-- Task brief --
From first line to last, retype the data exactly.
═════ Information shown
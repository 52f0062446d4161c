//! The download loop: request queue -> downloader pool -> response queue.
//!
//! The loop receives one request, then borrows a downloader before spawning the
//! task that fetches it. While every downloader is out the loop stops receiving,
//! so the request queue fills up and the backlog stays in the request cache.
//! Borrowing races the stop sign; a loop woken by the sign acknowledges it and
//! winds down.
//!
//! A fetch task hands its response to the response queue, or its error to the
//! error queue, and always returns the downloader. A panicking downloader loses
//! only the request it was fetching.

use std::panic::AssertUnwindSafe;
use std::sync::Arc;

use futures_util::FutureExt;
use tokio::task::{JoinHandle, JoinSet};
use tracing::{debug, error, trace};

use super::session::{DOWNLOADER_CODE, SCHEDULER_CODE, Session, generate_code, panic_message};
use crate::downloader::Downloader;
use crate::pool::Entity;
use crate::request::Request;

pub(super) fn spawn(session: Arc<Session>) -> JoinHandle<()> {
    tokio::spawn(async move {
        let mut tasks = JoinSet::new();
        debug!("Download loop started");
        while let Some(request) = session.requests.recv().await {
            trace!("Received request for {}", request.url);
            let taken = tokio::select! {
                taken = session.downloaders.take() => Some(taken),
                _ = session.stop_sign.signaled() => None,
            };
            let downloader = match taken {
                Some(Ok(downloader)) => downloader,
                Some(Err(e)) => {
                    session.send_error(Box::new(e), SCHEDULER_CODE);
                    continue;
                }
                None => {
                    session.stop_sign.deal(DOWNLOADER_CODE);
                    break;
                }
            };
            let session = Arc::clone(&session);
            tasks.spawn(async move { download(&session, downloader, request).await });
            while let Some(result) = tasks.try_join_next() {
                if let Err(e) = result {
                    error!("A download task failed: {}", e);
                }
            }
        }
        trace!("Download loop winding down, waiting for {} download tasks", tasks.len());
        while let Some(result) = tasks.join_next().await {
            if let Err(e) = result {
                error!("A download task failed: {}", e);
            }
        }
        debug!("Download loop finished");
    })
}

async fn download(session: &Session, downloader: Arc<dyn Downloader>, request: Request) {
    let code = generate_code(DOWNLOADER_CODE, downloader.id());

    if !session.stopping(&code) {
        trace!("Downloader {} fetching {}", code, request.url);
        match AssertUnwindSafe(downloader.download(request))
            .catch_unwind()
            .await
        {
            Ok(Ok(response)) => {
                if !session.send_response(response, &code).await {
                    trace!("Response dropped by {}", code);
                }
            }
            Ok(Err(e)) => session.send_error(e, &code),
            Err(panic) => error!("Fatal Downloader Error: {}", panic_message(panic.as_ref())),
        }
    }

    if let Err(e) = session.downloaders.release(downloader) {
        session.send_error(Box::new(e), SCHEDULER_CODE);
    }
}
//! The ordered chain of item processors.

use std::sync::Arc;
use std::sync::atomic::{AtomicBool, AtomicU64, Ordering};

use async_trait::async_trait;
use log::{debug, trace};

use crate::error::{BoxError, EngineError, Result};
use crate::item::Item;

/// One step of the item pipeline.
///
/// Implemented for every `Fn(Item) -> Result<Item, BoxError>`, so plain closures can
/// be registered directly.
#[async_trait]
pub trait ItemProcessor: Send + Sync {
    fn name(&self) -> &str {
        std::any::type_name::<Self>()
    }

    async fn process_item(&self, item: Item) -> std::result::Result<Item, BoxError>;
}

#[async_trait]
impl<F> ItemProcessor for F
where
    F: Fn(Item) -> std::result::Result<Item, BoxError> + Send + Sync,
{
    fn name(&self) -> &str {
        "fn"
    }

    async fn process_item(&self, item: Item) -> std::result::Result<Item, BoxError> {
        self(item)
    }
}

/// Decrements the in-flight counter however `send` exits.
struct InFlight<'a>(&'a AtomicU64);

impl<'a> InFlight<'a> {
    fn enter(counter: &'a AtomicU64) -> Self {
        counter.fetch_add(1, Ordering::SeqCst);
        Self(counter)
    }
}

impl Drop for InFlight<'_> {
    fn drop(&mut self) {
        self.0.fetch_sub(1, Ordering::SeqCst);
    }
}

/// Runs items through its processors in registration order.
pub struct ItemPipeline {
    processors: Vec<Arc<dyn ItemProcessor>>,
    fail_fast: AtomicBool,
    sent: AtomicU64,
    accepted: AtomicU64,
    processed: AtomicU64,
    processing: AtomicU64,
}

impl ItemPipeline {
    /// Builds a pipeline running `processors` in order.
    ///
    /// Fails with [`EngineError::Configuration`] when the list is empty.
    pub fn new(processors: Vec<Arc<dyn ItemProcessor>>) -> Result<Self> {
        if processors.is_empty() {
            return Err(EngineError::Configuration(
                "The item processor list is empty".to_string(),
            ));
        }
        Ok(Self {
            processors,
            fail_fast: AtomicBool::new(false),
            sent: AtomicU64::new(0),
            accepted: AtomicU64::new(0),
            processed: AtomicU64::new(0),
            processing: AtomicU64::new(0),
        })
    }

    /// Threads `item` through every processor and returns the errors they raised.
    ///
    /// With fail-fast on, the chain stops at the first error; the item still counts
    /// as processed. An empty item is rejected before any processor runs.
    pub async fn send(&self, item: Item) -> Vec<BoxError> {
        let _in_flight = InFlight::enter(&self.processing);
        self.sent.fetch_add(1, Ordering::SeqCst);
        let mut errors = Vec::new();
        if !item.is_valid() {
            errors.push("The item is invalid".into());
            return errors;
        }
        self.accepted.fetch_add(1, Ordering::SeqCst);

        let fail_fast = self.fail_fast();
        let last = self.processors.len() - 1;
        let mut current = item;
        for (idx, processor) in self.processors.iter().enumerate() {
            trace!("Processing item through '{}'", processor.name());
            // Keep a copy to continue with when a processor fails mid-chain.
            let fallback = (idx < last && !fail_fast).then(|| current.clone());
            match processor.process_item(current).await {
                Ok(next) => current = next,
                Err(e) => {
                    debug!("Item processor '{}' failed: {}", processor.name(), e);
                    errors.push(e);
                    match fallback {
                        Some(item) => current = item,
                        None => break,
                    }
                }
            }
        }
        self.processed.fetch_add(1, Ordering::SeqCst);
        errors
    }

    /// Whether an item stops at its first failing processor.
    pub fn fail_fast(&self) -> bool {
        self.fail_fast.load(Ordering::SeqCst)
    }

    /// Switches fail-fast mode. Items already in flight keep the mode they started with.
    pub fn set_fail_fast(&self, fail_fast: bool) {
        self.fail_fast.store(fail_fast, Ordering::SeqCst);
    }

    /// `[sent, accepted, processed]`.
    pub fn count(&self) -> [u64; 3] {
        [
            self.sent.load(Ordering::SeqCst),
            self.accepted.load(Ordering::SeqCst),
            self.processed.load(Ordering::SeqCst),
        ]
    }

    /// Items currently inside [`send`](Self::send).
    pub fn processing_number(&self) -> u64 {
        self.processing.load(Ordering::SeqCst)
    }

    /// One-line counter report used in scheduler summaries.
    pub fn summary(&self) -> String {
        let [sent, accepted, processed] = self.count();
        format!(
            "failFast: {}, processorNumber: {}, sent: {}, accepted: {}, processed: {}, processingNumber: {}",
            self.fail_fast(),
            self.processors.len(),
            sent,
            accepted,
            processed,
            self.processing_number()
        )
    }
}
══════════
-- Result below --
repository 52f0062446d4161c
//! The download loop: request queue -> downloader pool -> response queue.
//!
//! The loop receives one request, then borrows a downloader before spawning the
//! task that fetches it. While every downloader is out the loop stops receiving,
//! so the request queue fills up and the backlog stays in the request cache.
//! Borrowing races the stop sign; a loop woken by the sign acknowledges it and
//! winds down.
//!
//! A fetch task hands its response to the response queue, or its error to the
//! error queue, and always returns the downloader. A panicking downloader loses
//! only the request it was fetching.

use std::panic::AssertUnwindSafe;
use std::sync::Arc;

use futures_util::FutureExt;
use tokio::task::{JoinHandle, JoinSet};
use tracing::{debug, error, trace};

use super::session::{DOWNLOADER_CODE, SCHEDULER_CODE, Session, generate_code, panic_message};
use crate::downloader::Downloader;
use crate::pool::Entity;
use crate::request::Request;

pub(super) fn spawn(session: Arc<Session>) -> JoinHandle<()> {
    tokio::spawn(async move {
        let mut tasks = JoinSet::new();
        debug!("Download loop started");
        while let Some(request) = session.requests.recv().await {
            trace!("Received request for {}", request.url);
            let taken = tokio::select! {
                taken = session.downloaders.take() => Some(taken),
                _ = session.stop_sign.signaled() => None,
            };
            let downloader = match taken {
                Some(Ok(downloader)) => downloader,
                Some(Err(e)) => {
                    session.send_error(Box::new(e), SCHEDULER_CODE);
                    continue;
                }
                None => {
                    session.stop_sign.deal(DOWNLOADER_CODE);
                    break;
                }
            };
            let session = Arc::clone(&session);
            tasks.spawn(async move { download(&session, downloader, request).await });
            while let Some(result) = tasks.try_join_next() {
                if let Err(e) = result {
                    error!("A download task failed: {}", e);
                }
            }
        }
        trace!("Download loop winding down, waiting for {} download tasks", tasks.len());
        while let Some(result) = tasks.join_next().await {
            if let Err(e) = result {
                error!("A download task failed: {}", e);
            }
        }
        debug!("Download loop finished");
    })
}

async fn download(session: &Session, downloader: Arc<dyn Downloader>, request: Request) {
    let code = generate_code(DOWNLOADER_CODE, downloader.id());

    if !session.stopping(&code) {
        trace!("Downloader {} fetching {}", code, request.url);
        match AssertUnwindSafe(downloader.download(request))
            .catch_unwind()
            .await
        {
            Ok(Ok(response)) => {
                if !session.send_response(response, &code).await {
                    trace!("Response dropped by {}", code);
                }
            }
            Ok(Err(e)) => session.send_error(e, &code),
            Err(panic) => error!("Fatal Downloader Error: {}", panic_message(panic.as_ref())),
        }
    }

    if let Err(e) = session.downloaders.release(downloader) {
        session.send_error(Box::new(e), SCHEDULER_CODE);
    }
}
//! The ordered chain of item processors.

use std::sync::Arc;
use std::sync::atomic::{AtomicBool, AtomicU64, Ordering};

use async_trait::async_trait;
use log::{debug, trace};

use crate::error::{BoxError, EngineError, Result};
use crate::item::Item;

/// One step of the item pipeline.
///
/// Implemented for every `Fn(Item) -> Result<Item, BoxError>`, so plain closures can
/// be registered directly.
#[async_trait]
pub trait ItemProcessor: Send + Sync {
    fn name(&self) -> &str {
        std::any::type_name::<Self>()
    }

    async fn process_item(&self, item: Item) -> std::result::Result<Item, BoxError>;
}

#[async_trait]
impl<F> ItemProcessor for F
where
    F: Fn(Item) -> std::result::Result<Item, BoxError> + Send + Sync,
{
    fn name(&self) -> &str {
        "fn"
    }

    async fn process_item(&self, item: Item) -> std::result::Result<Item, BoxError> {
        self(item)
    }
}

/// Decrements the in-flight counter however `send` exits.
struct InFlight<'a>(&'a AtomicU64);

impl<'a> InFlight<'a> {
    fn enter(counter: &'a AtomicU64) -> Self {
        counter.fetch_add(1, Ordering::SeqCst);
        Self(counter)
    }
}

impl Drop for InFlight<'_> {
    fn drop(&mut self) {
        self.0.fetch_sub(1, Ordering::SeqCst);
    }
}

/// Runs items through its processors in registration order.
pub struct ItemPipeline {
    processors: Vec<Arc<dyn ItemProcessor>>,
    fail_fast: AtomicBool,
    sent: AtomicU64,
    accepted: AtomicU64,
    processed: AtomicU64,
    processing: AtomicU64,
}

impl ItemPipeline {
    /// Builds a pipeline running `processors` in order.
    ///
    /// Fails with [`EngineError::Configuration`] when the list is empty.
    pub fn new(processors: Vec<Arc<dyn ItemProcessor>>) -> Result<Self> {
        if processors.is_empty() {
            return Err(EngineError::Configuration(
                "The item processor list is empty".to_string(),
            ));
        }
        Ok(Self {
            processors,
            fail_fast: AtomicBool::new(false),
            sent: AtomicU64::new(0),
            accepted: AtomicU64::new(0),
            processed: AtomicU64::new(0),
            processing: AtomicU64::new(0),
        })
    }

    /// Threads `item` through every processor and returns the errors they raised.
    ///
    /// With fail-fast on, the chain stops at the first error; the item still counts
    /// as processed. An empty item is rejected before any processor runs.
    pub async fn send(&self, item: Item) -> Vec<BoxError> {
        let _in_flight = InFlight::enter(&self.processing);
        self.sent.fetch_add(1, Ordering::SeqCst);
        let mut errors = Vec::new();
        if !item.is_valid() {
            errors.push("The item is invalid".into());
            return errors;
        }
        self.accepted.fetch_add(1, Ordering::SeqCst);

        let fail_fast = self.fail_fast();
        let last = self.processors.len() - 1;
        let mut current = item;
        for (idx, processor) in self.processors.iter().enumerate() {
            trace!("Processing item through '{}'", processor.name());
            // Keep a copy to continue with when a processor fails mid-chain.
            let fallback = (idx < last && !fail_fast).then(|| current.clone());
            match processor.process_item(current).await {
                Ok(next) => current = next,
                Err(e) => {
                    debug!("Item processor '{}' failed: {}", processor.name(), e);
                    errors.push(e);
                    match fallback {
                        Some(item) => current = item,
                        None => break,
                    }
                }
            }
        }
        self.processed.fetch_add(1, Ordering::SeqCst);
        errors
    }

    /// Whether an item stops at its first failing processor.
    pub fn fail_fast(&self) -> bool {
        self.fail_fast.load(Ordering::SeqCst)
    }

    /// Switches fail-fast mode. Items already in flight keep the mode they started with.
    pub fn set_fail_fast(&self, fail_fast: bool) {
        self.fail_fast.store(fail_fast, Ordering::SeqCst);
    }

    /// `[sent, accepted, processed]`.
    pub fn count(&self) -> [u64; 3] {
        [
            self.sent.load(Ordering::SeqCst),
            self.accepted.load(Ordering::SeqCst),
            self.processed.load(Ordering::SeqCst),
        ]
    }

    /// Items currently inside [`send`](Self::send).
    pub fn processing_number(&self) -> u64 {
        self.processing.load(Ordering::SeqCst)
    }

    /// One-line counter report used in scheduler summaries.
    pub fn summary(&self) -> String {
        let [sent, accepted, processed] = self.count();
        format!(
            "failFast: {}, processorNumber: {}, sent: {}, accepted: {}, processed: {}, processingNumber: {}",
            self.fail_fast(),
            self.processors.len(),
            sent,
            accepted,
            processed,
            self.processing_number()
        )
    }
}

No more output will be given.